use tracing::debug;

use crate::models::{
    animator::AnimatorParam,
    combat_stats::DamageOutcome,
    common::UnitId,
    obstacle_detector::{ObstacleDetector, ObstacleType},
    physics::CollisionWorld,
    scene::SceneView,
    spatial_detector::DetectionResult,
    traits::{ICombatantLookup, IManaged, IRaycaster},
    unit::UnitRoster,
};

/// 攻撃タイミングでの判定結果
#[derive(Debug, Clone, Copy, PartialEq)]
pub enum AttackDecision {
    /// 前方に戦闘可能な相手がいない（静的障害物、死亡、不在を含む）
    LostTarget,
    /// 前方が味方（攻撃しない）
    Friendly(UnitId),
    /// 敵にダメージを与える
    Strike { target: UnitId, damage: f64 },
}

/// 攻撃を適用した結果
#[derive(Debug, Clone, Copy, PartialEq)]
pub enum AttackOutcome {
    /// 攻撃者が存在しない、またはターゲットを失った
    NoTarget,
    Friendly(UnitId),
    Struck { target: UnitId, damage: f64, result: DamageOutcome },
}

/// 攻撃イベント時に前方を再検知してダメージを適用するサブコンポーネント
pub struct CombatManager<'a> {
    owner: &'a dyn IManaged,
}

impl<'a> CombatManager<'a> {
    pub fn new(owner: &'a dyn IManaged) -> Self {
        Self { owner }
    }

    /// 前方を再検知し、攻撃の可否を判定
    ///
    /// 攻撃状態ではポーリングが止まっているため、攻撃のたびに改めてレイを撃ちます。
    pub fn resolve_attack(&self, raycaster: &dyn IRaycaster, lookup: &dyn ICombatantLookup) -> AttackDecision {
        let hit: DetectionResult = self.owner.spatial_detector().check_obstacle_forward(
            self.owner.collider_center(),
            raycaster,
            self.owner.unit_id(),
        );

        match ObstacleDetector::new(self.owner).check_obstacle(&hit, lookup) {
            ObstacleType::Enemy => match hit.hit_entity_id {
                Some(target) => AttackDecision::Strike {
                    target,
                    damage: self.owner.unit_properties_manager().combat_stats().attack_damage,
                },
                None => AttackDecision::LostTarget,
            },
            ObstacleType::Friendly => match hit.hit_entity_id {
                Some(id) => AttackDecision::Friendly(id),
                None => AttackDecision::LostTarget,
            },
            ObstacleType::None | ObstacleType::Obstacle => AttackDecision::LostTarget,
        }
    }
}

/// 攻撃者の攻撃を解決し、結果をシーンへ適用
///
/// ターゲットを失った場合は攻撃者の `has_enemy` を下ろし、次の遷移評価で待機へ戻します。
/// 死亡処理（状態遷移）は呼び出し側がターゲットの通知を処理して行います。
pub fn handle_attack(attacker: UnitId, roster: &mut UnitRoster, world: &CollisionWorld) -> AttackOutcome {
    let decision = {
        let Some(unit) = roster.get(&attacker) else {
            return AttackOutcome::NoTarget;
        };
        let scene = SceneView::new(world, roster);
        CombatManager::new(unit).resolve_attack(&scene, &scene)
    };

    match decision {
        AttackDecision::LostTarget => {
            if let Some(unit) = roster.get_mut(&attacker) {
                unit.animator_mut().set_bool(AnimatorParam::HasEnemy, false);
                debug!("{}: 攻撃対象を見失いました", unit.name());
            }
            AttackOutcome::NoTarget
        }
        AttackDecision::Friendly(id) => AttackOutcome::Friendly(id),
        AttackDecision::Strike { target, damage } => {
            let Some(victim) = roster.get_mut(&target) else {
                return AttackOutcome::NoTarget;
            };
            let result = victim
                .unit_properties_manager_mut()
                .combat_stats_mut()
                .take_damage(damage);
            debug!(
                "{} -> {}: {} ダメージ (残り {:.1})",
                attacker,
                target,
                damage,
                victim.unit_properties_manager().combat_stats().current_health()
            );
            AttackOutcome::Struck { target, damage, result }
        }
    }
}

#[cfg(test)]
mod tests {
    use super::*;
    use crate::models::{
        common::{Direction3D, Faction, Position3D},
        physics::{Aabb, StaticObstacle},
        test_support::{template_with, test_unit, unit_from},
    };

    fn duel(defender_faction: Faction) -> UnitRoster {
        let mut roster = UnitRoster::new();
        let attacker = unit_from(
            1,
            &template_with(100.0, 20.0),
            Faction::Player,
            Position3D::new(0.0, 0.0, 0.0),
            Direction3D::from_heading_deg(0.0),
        );
        let defender = unit_from(
            2,
            &template_with(50.0, 5.0),
            defender_faction,
            Position3D::new(1.0, 0.0, 0.0),
            Direction3D::from_heading_deg(180.0),
        );
        roster.insert(attacker.id(), attacker);
        roster.insert(defender.id(), defender);
        roster
    }

    fn health(roster: &UnitRoster, id: u32) -> f64 {
        roster[&UnitId(id)].unit_properties_manager().combat_stats().current_health()
    }

    #[test]
    fn test_five_attacks_kill_once() {
        let mut roster = duel(Faction::Enemy);
        let world = CollisionWorld::default();

        let mut remaining = Vec::new();
        let mut kills = 0;
        for _ in 0..5 {
            if let AttackOutcome::Struck { result: DamageOutcome::Killed, .. } =
                handle_attack(UnitId(1), &mut roster, &world)
            {
                kills += 1;
            }
            remaining.push(health(&roster, 2));
        }

        assert_eq!(remaining, vec![30.0, 10.0, 0.0, 0.0, 0.0]);
        assert_eq!(kills, 1);
    }

    #[test]
    fn test_dead_target_clears_has_enemy() {
        let mut roster = duel(Faction::Enemy);
        let world = CollisionWorld::default();
        for _ in 0..3 {
            handle_attack(UnitId(1), &mut roster, &world);
        }

        roster.get_mut(&UnitId(1)).unwrap().animator_mut().set_bool(AnimatorParam::HasEnemy, true);
        assert_eq!(handle_attack(UnitId(1), &mut roster, &world), AttackOutcome::NoTarget);
        assert!(!roster[&UnitId(1)].animator().flags().has_enemy);
    }

    #[test]
    fn test_same_faction_is_not_damaged() {
        let mut roster = duel(Faction::Player);
        let world = CollisionWorld::default();

        assert_eq!(
            handle_attack(UnitId(1), &mut roster, &world),
            AttackOutcome::Friendly(UnitId(2))
        );
        assert_eq!(health(&roster, 2), 50.0);
    }

    #[test]
    fn test_empty_front_clears_has_enemy() {
        let mut roster = UnitRoster::new();
        let unit = test_unit(1, Faction::Player, Position3D::default(), Direction3D::default());
        roster.insert(unit.id(), unit);
        roster.get_mut(&UnitId(1)).unwrap().animator_mut().set_bool(AnimatorParam::HasEnemy, true);

        assert_eq!(
            handle_attack(UnitId(1), &mut roster, &CollisionWorld::default()),
            AttackOutcome::NoTarget
        );
        assert!(!roster[&UnitId(1)].animator().flags().has_enemy);
    }

    #[test]
    fn test_static_obstacle_is_not_a_target() {
        let mut roster = UnitRoster::new();
        let unit = test_unit(1, Faction::Player, Position3D::default(), Direction3D::default());
        roster.insert(unit.id(), unit);
        let world = CollisionWorld::new(vec![StaticObstacle {
            id: "wall".to_string(),
            bounds: Aabb::new(Position3D::new(0.8, 0.0, 1.0), Position3D::new(0.2, 2.0, 1.0)),
        }]);

        assert_eq!(handle_attack(UnitId(1), &mut roster, &world), AttackOutcome::NoTarget);
    }

    #[test]
    fn test_missing_attacker() {
        let mut roster = duel(Faction::Enemy);
        assert_eq!(
            handle_attack(UnitId(42), &mut roster, &CollisionWorld::default()),
            AttackOutcome::NoTarget
        );
    }
}
use crate::models::{
    common::{Direction3D, Position3D, UnitId, time_utils},
    errors::UnitError,
    physics::{ColliderRef, RaycastHit},
    states::UnitAnimationState,
    timer::RepeatingTimer,
    traits::IRaycaster,
};
use tracing::trace;

/// 前方レイキャストの結果（ポーリング1回ごとに生成される）
#[derive(Debug, Clone, PartialEq)]
pub struct DetectionResult {
    /// 何かに当たったか
    pub has_hit: bool,
    /// 当たったのがユニットの場合、そのID（静的障害物ならNone）
    pub hit_entity_id: Option<UnitId>,
    /// 当たった位置までの距離（メートル）
    pub distance: f64,
}

impl DetectionResult {
    pub fn none() -> Self {
        Self {
            has_hit: false,
            hit_entity_id: None,
            distance: 0.0,
        }
    }
}

impl From<RaycastHit> for DetectionResult {
    fn from(hit: RaycastHit) -> Self {
        match hit.collider {
            None => DetectionResult::none(),
            Some(ColliderRef::Unit(id)) => DetectionResult {
                has_hit: true,
                hit_entity_id: Some(id),
                distance: hit.distance,
            },
            Some(ColliderRef::Static(_)) => DetectionResult {
                has_hit: true,
                hit_entity_id: None,
                distance: hit.distance,
            },
        }
    }
}

/// ユニット前方の空間検知器
///
/// 一定周期で前方へレイを撃ち、結果を登録された状態ビヘイビアへ配送します。
/// ユニット本体は所有せず、レイの始点は呼び出し側が渡します。
/// 前方方向はポーリング開始時に確定し、ティックごとには再計算しません。
#[derive(Debug, Clone)]
pub struct SpatialDetector {
    /// レイの最大距離（メートル）
    distance: f64,
    /// ポーリング開始時に記録した前方方向
    forward: Direction3D,
    timer: RepeatingTimer,
    listeners: Vec<UnitAnimationState>,
    last_result: Option<DetectionResult>,
}

impl SpatialDetector {
    pub fn new(distance: f64, forward: Direction3D) -> Result<Self, UnitError> {
        if !(distance.is_finite() && distance > 0.0) {
            return Err(UnitError::Configuration(format!(
                "detector distance must be positive: {}",
                distance
            )));
        }

        Ok(Self {
            distance,
            forward,
            timer: RepeatingTimer::new(),
            listeners: Vec::new(),
            last_result: None,
        })
    }

    /// 前方へ1本レイを撃つ（同期処理）
    ///
    /// # 引数
    ///
    /// * `origin` - 所有ユニットのコライダー中心
    /// * `raycaster` - 物理サービス
    /// * `owner` - 所有ユニット（自身のコライダーは判定から除外）
    pub fn check_obstacle_forward(
        &self,
        origin: Position3D,
        raycaster: &dyn IRaycaster,
        owner: UnitId,
    ) -> DetectionResult {
        raycaster
            .raycast(origin, self.forward, self.distance, Some(owner))
            .into()
    }

    /// 最新の検知結果を記録
    pub fn record_result(&mut self, result: DetectionResult) {
        self.last_result = Some(result);
    }

    /// 直近の検知で前方に何もなかった場合true（ポーリング停止中は結果を持たない）
    pub fn can_move_forward(&self) -> bool {
        self.last_result.as_ref().is_none_or(|r| !r.has_hit)
    }

    /// 周期ポーリングを開始
    ///
    /// 既に動作中の場合はタイマーを増やさず、リスナーを置き換えて周期を更新します。
    ///
    /// # 引数
    ///
    /// * `listener` - 結果の配送先となる状態
    /// * `interval_s` - ポーリング周期（秒、正の値）
    /// * `forward` - 現在のユニット前方方向（ここで確定される）
    pub fn start_checking_on_interval(
        &mut self,
        listener: UnitAnimationState,
        interval_s: f64,
        forward: Direction3D,
    ) -> Result<(), UnitError> {
        let interval_ms = time_utils::seconds_to_ms(interval_s);
        if interval_ms == 0 {
            return Err(UnitError::InvalidOperation(format!(
                "polling interval must be positive: {}s",
                interval_s
            )));
        }

        self.timer.start(interval_ms)?;
        self.listeners.clear();
        self.listeners.push(listener);
        self.forward = forward;

        trace!("ポーリング開始: {:?} ({}ms)", listener, interval_ms);
        Ok(())
    }

    /// 周期ポーリングを停止
    ///
    /// リスナーを指定した場合はそのリスナーのみを解除し、残りがなければタイマーも止めます。
    /// 指定しない場合はタイマーと全リスナーを解除します。停止中に呼んでも何もしません。
    /// タイマーが止まると直近の検知結果も破棄します。
    pub fn stop_checking(&mut self, listener: Option<UnitAnimationState>) {
        if let Some(listener) = listener {
            self.listeners.retain(|l| *l != listener);
        } else {
            self.listeners.clear();
        }

        if self.listeners.is_empty() {
            self.timer.stop();
            self.last_result = None;
        }
    }

    pub fn listeners(&self) -> &[UnitAnimationState] {
        &self.listeners
    }

    /// 時間を進め、このティックで行うべきチェック回数を返す
    pub fn advance(&mut self, dt_ms: u64) -> u32 {
        self.timer.advance(dt_ms)
    }
}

* * *

● Prompt
Counting lines with the word "DetectionResult" in the listing, state the resulting number and nothing else.

● Task response
11